SOURCE MATERIAL:

== Segment start ==

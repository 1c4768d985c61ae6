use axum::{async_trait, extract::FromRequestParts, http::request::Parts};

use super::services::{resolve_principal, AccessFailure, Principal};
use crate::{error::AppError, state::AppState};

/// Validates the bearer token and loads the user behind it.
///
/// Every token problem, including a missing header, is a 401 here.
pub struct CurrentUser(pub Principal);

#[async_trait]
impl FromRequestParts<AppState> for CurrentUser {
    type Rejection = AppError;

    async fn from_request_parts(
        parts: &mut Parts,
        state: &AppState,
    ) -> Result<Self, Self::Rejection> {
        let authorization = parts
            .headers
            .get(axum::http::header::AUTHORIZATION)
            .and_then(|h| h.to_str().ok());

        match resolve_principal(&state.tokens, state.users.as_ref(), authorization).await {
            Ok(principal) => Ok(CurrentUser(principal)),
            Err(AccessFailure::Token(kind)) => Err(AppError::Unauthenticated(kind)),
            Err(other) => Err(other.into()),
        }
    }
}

== Segment end ==
== Segment start ==

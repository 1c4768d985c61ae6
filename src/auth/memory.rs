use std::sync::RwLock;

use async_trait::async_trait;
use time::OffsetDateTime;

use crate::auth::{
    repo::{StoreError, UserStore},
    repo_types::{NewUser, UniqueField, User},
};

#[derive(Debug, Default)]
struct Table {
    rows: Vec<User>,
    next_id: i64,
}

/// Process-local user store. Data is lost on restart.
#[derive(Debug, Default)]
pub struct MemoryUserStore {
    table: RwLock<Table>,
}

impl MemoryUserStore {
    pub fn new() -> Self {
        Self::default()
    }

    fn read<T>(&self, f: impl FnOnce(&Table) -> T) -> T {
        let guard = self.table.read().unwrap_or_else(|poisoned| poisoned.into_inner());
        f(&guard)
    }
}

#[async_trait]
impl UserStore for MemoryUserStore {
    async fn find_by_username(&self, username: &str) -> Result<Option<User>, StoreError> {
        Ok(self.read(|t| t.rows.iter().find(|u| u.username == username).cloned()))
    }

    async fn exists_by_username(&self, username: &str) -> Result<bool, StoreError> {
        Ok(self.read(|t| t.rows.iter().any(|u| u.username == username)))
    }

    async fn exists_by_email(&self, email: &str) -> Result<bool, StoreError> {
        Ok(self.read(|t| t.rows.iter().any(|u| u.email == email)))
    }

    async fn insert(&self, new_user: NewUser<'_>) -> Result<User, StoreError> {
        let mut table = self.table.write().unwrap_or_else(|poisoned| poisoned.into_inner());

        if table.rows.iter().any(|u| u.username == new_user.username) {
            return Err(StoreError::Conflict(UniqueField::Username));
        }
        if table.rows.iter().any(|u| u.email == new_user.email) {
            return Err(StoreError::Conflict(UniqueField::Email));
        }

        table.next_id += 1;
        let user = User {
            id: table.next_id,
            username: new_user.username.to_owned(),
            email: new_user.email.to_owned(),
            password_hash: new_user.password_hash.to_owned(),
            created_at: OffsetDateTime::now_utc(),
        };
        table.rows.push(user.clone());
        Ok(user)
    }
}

== Segment end ==
== Segment start ==

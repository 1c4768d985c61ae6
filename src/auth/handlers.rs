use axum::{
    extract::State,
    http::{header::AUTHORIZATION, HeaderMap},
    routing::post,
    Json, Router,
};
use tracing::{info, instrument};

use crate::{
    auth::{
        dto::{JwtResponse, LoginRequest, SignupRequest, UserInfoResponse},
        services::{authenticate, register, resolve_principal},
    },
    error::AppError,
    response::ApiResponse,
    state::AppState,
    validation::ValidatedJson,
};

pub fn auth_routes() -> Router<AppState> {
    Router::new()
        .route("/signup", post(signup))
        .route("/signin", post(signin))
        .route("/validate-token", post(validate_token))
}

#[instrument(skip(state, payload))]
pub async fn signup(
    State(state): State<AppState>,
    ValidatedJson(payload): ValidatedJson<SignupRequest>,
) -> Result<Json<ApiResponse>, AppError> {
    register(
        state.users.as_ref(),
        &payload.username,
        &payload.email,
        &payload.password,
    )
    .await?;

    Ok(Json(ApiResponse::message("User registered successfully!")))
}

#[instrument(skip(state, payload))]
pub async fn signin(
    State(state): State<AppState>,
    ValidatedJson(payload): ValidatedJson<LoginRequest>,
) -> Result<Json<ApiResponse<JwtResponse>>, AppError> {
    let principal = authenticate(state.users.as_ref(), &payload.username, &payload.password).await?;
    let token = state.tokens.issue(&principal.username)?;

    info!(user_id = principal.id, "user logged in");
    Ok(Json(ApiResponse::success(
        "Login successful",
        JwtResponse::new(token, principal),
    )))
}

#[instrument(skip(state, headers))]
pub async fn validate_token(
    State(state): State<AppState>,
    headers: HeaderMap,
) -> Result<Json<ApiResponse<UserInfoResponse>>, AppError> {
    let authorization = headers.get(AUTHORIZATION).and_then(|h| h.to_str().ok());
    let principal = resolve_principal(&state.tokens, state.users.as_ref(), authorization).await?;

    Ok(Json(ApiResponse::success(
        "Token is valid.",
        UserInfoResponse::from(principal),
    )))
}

== Segment end ==

EXERCISE REQUIREMENTS: Every line above that has the string "NewUser" needs to be copied.

ANSWER TO THE EXERCISE:
    repo_types::{NewUser, UniqueField, User},
    async fn insert(&self, new_user: NewUser<'_>) -> Result<User, StoreError> {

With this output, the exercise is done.